Flooring manufacturer Mohawk Industries (NYSE:MHK) beat Wall Street’s revenue expectations in Q4 CY2024, but sales were flat year on year at $2.64 billion. Its non-GAAP profit of $1.95 per share was 5.3% above analysts’ consensus estimates.
Is now the time to buy Mohawk Industries? Find out in our full research report.
Commenting on the Company’s fourth quarter and full year, Chairman and CEO Jeff Lorberbaum stated, “Our fourth quarter results exceeded our expectations as sales actions, restructuring initiatives and productivity improvements benefited our performance. Additionally, the negative sales impact from U.S. hurricanes was limited to approximately $10 million. While residential demand remained soft in our markets, our product introductions last year and our marketing initiatives contributed to our sales performance around the globe.

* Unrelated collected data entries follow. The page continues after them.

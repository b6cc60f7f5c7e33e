//! Timer command definitions.
//!
//! The core never sleeps: every delay is handed to the Shell, which resolves the
//! request once the time has passed.

use crux_core::{capability::Operation, command, Command};
use serde::{Deserialize, Serialize};
use std::marker::PhantomData;

// Operation that the Shell needs to perform for timers
#[derive(Debug, Clone, Serialize, Deserialize, PartialEq, Eq)]
pub enum TimerOperation {
    After { millis: u64 },
}

// The output of a timer (shell tells us it fired)
#[derive(Debug, Clone, Serialize, Deserialize, PartialEq, Eq)]
pub enum TimerOutput {
    Elapsed,
}

impl Operation for TimerOperation {
    type Output = TimerOutput;
}

/// Command-based timer API
pub struct Timer<Effect, Event> {
    _effect: PhantomData<Effect>,
    _event: PhantomData<Event>,
}

impl<Effect, Event> Timer<Effect, Event>
where
    Effect: Send + From<crux_core::Request<TimerOperation>> + 'static,
    Event: Send + 'static,
{
    /// Fire once after `millis` milliseconds
    pub fn after(millis: u64) -> RequestBuilder<Effect, Event> {
        RequestBuilder::new(TimerOperation::After { millis })
    }
}

/// Request builder for timer operations
#[must_use]
pub struct RequestBuilder<Effect, Event> {
    operation: TimerOperation,
    _effect: PhantomData<Effect>,
    _event: PhantomData<fn() -> Event>,
}

impl<Effect, Event> RequestBuilder<Effect, Event>
where
    Effect: Send + From<crux_core::Request<TimerOperation>> + 'static,
    Event: Send + 'static,
{
    fn new(operation: TimerOperation) -> Self {
        Self {
            operation,
            _effect: PhantomData,
            _event: PhantomData,
        }
    }

    /// Build the request into a Command RequestBuilder
    pub fn build(
        self,
    ) -> command::RequestBuilder<Effect, Event, impl std::future::Future<Output = TimerOutput>> {
        command::RequestBuilder::new(move |ctx| async move {
            Command::request_from_shell(self.operation)
                .into_future(ctx)
                .await
        })
    }
}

Established in 1878, Mohawk Industries (NYSE:MHK) is a leading producer of floor-covering products for both residential and commercial applications.
A healthy housing market is good for furniture demand as more consumers are buying, renting, moving, and renovating. On the other hand, periods of economic weakness or high interest rates discourage home sales and can squelch demand. In addition, home furnishing companies must contend with shifting consumer preferences such as the growing propensity to buy goods online, including big things like mattresses and sofas that were once thought to be immune from e-commerce competition.
Reviewing a company’s long-term sales performance reveals insights into its quality. Any business can have short-term success, but a top-tier one grows for years. Over the last five years, Mohawk Industries grew its sales at a weak 1.7% compounded annual growth rate. This was below our standards and is a rough starting point for our analysis.
Long-term growth is the most important, but within consumer discretionary, product cycles are short and revenue can be hit-driven due to rapidly changing trends and consumer preferences. Mohawk Industries’s history shows it grew in the past but relinquished its gains over the last two years, as its revenue fell by 3.9% annually.
This quarter, Mohawk Industries’s $2.64 billion of revenue was flat year on year but beat Wall Street’s estimates by 4.1%.
Looking ahead, sell-side analysts expect revenue to remain flat over the next 12 months. Although this projection implies its newer products and services will fuel better top-line performance, it is still below average for the sector.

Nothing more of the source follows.